Various extracts from Tito’s letters quoted by Mojsov make it clear that he was worried by autonomist tendencies on the fringes of the Partisan movement in Macedonia. No doubt they were a good deal harder to deal with than plain “Greater Bulgarianism”. It seems clear that Metodi Andonov- Cento, the Macedonian nationalist politician who eventually became President of the Presidium of the Antifascist Council of National Liberation of Macedonia, must have been one of these “autonomists”. He must also have been a figure of some standing in Macedonia, otherwise he would scarcely have been given the appointment.

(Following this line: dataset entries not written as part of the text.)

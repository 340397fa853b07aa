#![forbid(unsafe_code)]

mod common;

use std::rc::Rc;

use common::{CONTENT, PROGRESS, Shared, TestWindow, ms, platform, resumed};
use ovl::prelude::*;
use ovl::{ConfigError, HostState};

struct Tracker(Shared);

impl LifecycleListener for Tracker {
    fn on_lifecycle(&self, event: LifecycleEvent) {
        self.0.borrow_mut().log.push(format!("listener.{event:?}"));
    }
}

#[test]
fn pause_reaches_everyone_in_order() {
    let (mut overlays, world) = resumed();
    overlays.add_lifecycle_listener(Rc::new(Tracker(world.clone())));
    overlays
        .show_window(TestWindow::new("a", &world).boxed())
        .unwrap();
    overlays.advance(ms(250));

    overlays.dispatch_lifecycle(LifecycleEvent::Paused);
    assert_eq!(overlays.host_state(), HostState::Paused);
    let w = world.borrow();
    let listener = w.position("listener.Paused").unwrap();
    let content = w.position("content.Paused").unwrap();
    let window = w.position("a.Paused").unwrap();
    assert!(listener < content);
    assert!(content < window);
}

#[test]
fn removed_listener_is_silent() {
    let (mut overlays, world) = resumed();
    let id = overlays.add_lifecycle_listener(Rc::new(Tracker(world.clone())));
    assert!(overlays.remove_lifecycle_listener(id));
    overlays.dispatch_lifecycle(LifecycleEvent::Paused);
    assert!(!world.borrow().logged("listener.Paused"));
}

#[test]
fn destroy_tears_down_top_first() {
    let (mut overlays, world) = resumed();
    for name in ["a", "b"] {
        overlays
            .show_window(TestWindow::new(name, &world).boxed())
            .unwrap();
        overlays.advance(ms(250));
    }
    let pip = overlays
        .show_window(TestWindow::new("pip", &world).boxed())
        .unwrap();
    overlays.advance(ms(250));
    overlays.forget_window(pip);

    overlays.dispatch_lifecycle(LifecycleEvent::Destroyed);
    assert_eq!(overlays.host_state(), HostState::Destroyed);
    assert!(overlays.windows().is_empty());
    assert_eq!(overlays.windows().forgotten_len(), 0);

    let w = world.borrow();
    assert!(w.position("b.Destroyed") < w.position("a.Destroyed"));
    assert!(w.position("a.Destroyed") < w.position("pip.Destroyed"));
    assert!(w.position("b.teardown") < w.position("a.teardown"));
    assert!(w.logged("pip.teardown"));
}

#[test]
fn destroy_cancels_deferred_work() {
    let (mut overlays, world) = resumed();
    world.borrow_mut().keyboard_visible = true;
    overlays.open_camera(CameraOptions::default());
    overlays.show_progress_delayed("Later", false, ms(50));
    overlays.dispatch_lifecycle(LifecycleEvent::Destroyed);
    overlays.advance(ms(500));
    assert!(!overlays.is_camera_open());
    assert!(!overlays.is_progress_showing());
}

#[test]
fn orientation_change_is_tracked() {
    let (mut overlays, _world) = resumed();
    overlays.dispatch_lifecycle(LifecycleEvent::OrientationChanged(Orientation::Landscape));
    assert_eq!(overlays.orientation(), Orientation::Landscape);
    assert_eq!(overlays.host_state(), HostState::Resumed);
}

#[test]
fn failed_decor_is_retried() {
    let (mut overlays, world) = resumed();
    world.borrow_mut().fail_decor = true;
    overlays.add_fullscreen_surface(ControllerId::new(1), true);
    assert!(!world.borrow().last_decor().fullscreen);

    world.borrow_mut().fail_decor = false;
    overlays.check_screenshots();
    assert!(world.borrow().last_decor().fullscreen);
}

#[test]
fn unchanged_decor_is_not_reapplied() {
    let (mut overlays, world) = resumed();
    let applied = world.borrow().decor.len();
    overlays.advance(ms(16));
    overlays.check_screenshots();
    assert_eq!(world.borrow().decor.len(), applied);
}

#[test]
fn keep_awake_reasons_fold_into_one_bit() {
    let (mut overlays, world) = resumed();
    overlays.set_keep_awake_flag(KeepAwakeFlags::RECORDING, true);
    overlays.set_keep_awake_flag(KeepAwakeFlags::PLAYING_REGULAR_VIDEO, true);
    assert!(world.borrow().last_decor().keep_awake);
    overlays.set_keep_awake_flag(KeepAwakeFlags::RECORDING, false);
    assert!(world.borrow().last_decor().keep_awake);
    overlays.set_keep_awake_flag(KeepAwakeFlags::PLAYING_REGULAR_VIDEO, false);
    assert!(!world.borrow().last_decor().keep_awake);
}

#[test]
fn no_fullscreen_surface_vetoes() {
    let (mut overlays, _world) = resumed();
    overlays.add_fullscreen_surface(ControllerId::new(1), true);
    assert!(overlays.is_fullscreen_active());
    overlays.add_fullscreen_surface(ControllerId::new(2), false);
    assert!(!overlays.is_fullscreen_active());
    overlays.remove_fullscreen_surface(ControllerId::new(2), false);
    assert!(overlays.is_fullscreen_active());
}

#[test]
fn progress_blocks_back_and_windows() {
    let (mut overlays, world) = resumed();
    overlays.show_progress("Saving", true);
    assert!(world.borrow().root.contains(&PROGRESS));
    assert_eq!(world.borrow().progress_message, "Saving");
    assert!(overlays.is_animating());
    assert!(overlays
        .show_window(TestWindow::new("late", &world).boxed())
        .is_none());

    assert!(overlays.on_back_pressed(false));
    assert!(world.borrow().logged("progress.close"));
    assert!(!overlays.is_progress_showing());
    overlays.advance(ms(220));
    assert_eq!(world.borrow().root, vec![CONTENT]);
}

#[test]
fn uncancellable_progress_swallows_back() {
    let (mut overlays, world) = resumed();
    overlays.show_progress("Working", false);
    assert!(overlays.on_back_pressed(false));
    assert!(overlays.is_progress_showing());
    assert!(!world.borrow().logged("content.back"));
}

#[test]
fn delayed_progress_can_be_called_off() {
    let (mut overlays, _world) = resumed();
    overlays.show_progress_delayed("Slow", false, ms(500));
    overlays.advance(ms(499));
    assert!(!overlays.is_progress_showing());
    overlays.hide_progress(false);
    overlays.advance(ms(100));
    assert!(!overlays.is_progress_showing());

    overlays.show_progress_delayed("Slow", false, ms(500));
    overlays.advance(ms(500));
    assert!(overlays.is_progress_showing());
}

#[test]
fn idle_back_press_reaches_content() {
    let (mut overlays, world) = resumed();
    world.borrow_mut().content_consumes_back = true;
    assert!(overlays.on_back_pressed(true));
    assert!(world.borrow().logged("content.back"));
}

#[test]
fn invalid_config_is_refused() {
    let world = Shared::default();
    let config = OverlayConfig::default().with_camera_drop_threshold(1.5);
    let err = Orchestrator::new(platform(&world), config).unwrap_err();
    assert!(matches!(
        err,
        ConfigError::Invalid {
            field: "camera_drop_threshold",
            ..
        }
    ));
}

#[test]
fn pump_turns_wall_clock_into_steps() {
    let (mut overlays, _world) = resumed();
    let start = web_time::Instant::now();
    assert!(overlays.open_camera(CameraOptions::default()));
    overlays.pump(start);
    assert_eq!(overlays.camera_factor(), 0.0);
    overlays.pump(start + ms(300));
    assert_eq!(overlays.camera_factor(), 1.0);
}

This may also explain why the Bulgarian Ministry of Foreign Affairs has proved so eager to sing Andonov's praises since their hands were freed by the Cominform Resolution. Andonov, of course, tried to escape to Greece with the object of laying, proposals for an independent Macedonia before the Paris Peace Conference, and since that attempt (as on several occasions before the war) he has been inside a Yugoslav gaol.

Lazo Mojsov, of course, argues (or rather states categorically again and again -it cannot be called argument) that these Macedonian autonomists were really “tools of Bulgarian Chauvinism”. If that were so, then it would of course be easier for Mojsov to discredit them in the eyes of the public. But his “arguments” are not convincing, and clearly beg the question. There seems to be no doubt that IMRO, if it plaid its cards carefully, could count on the support of most politically conscious anti-communists among the Macedonian intelligentsia, in addition to the more-or- less fascist following it has always had -in present circumstances there would appear to be no other alternative to communism, whether Titoist or Stalinesque. It is certainly a fact that autonomist bands were active in both Vardar and Aegean Macedonia during the war, and at least in Vardar Macedonia for a considerable time after the war, until they were dispersed by Yugoslav security troops. It is scarcely likely that the ideas for which they stood in 1945 have been so easily disposed of.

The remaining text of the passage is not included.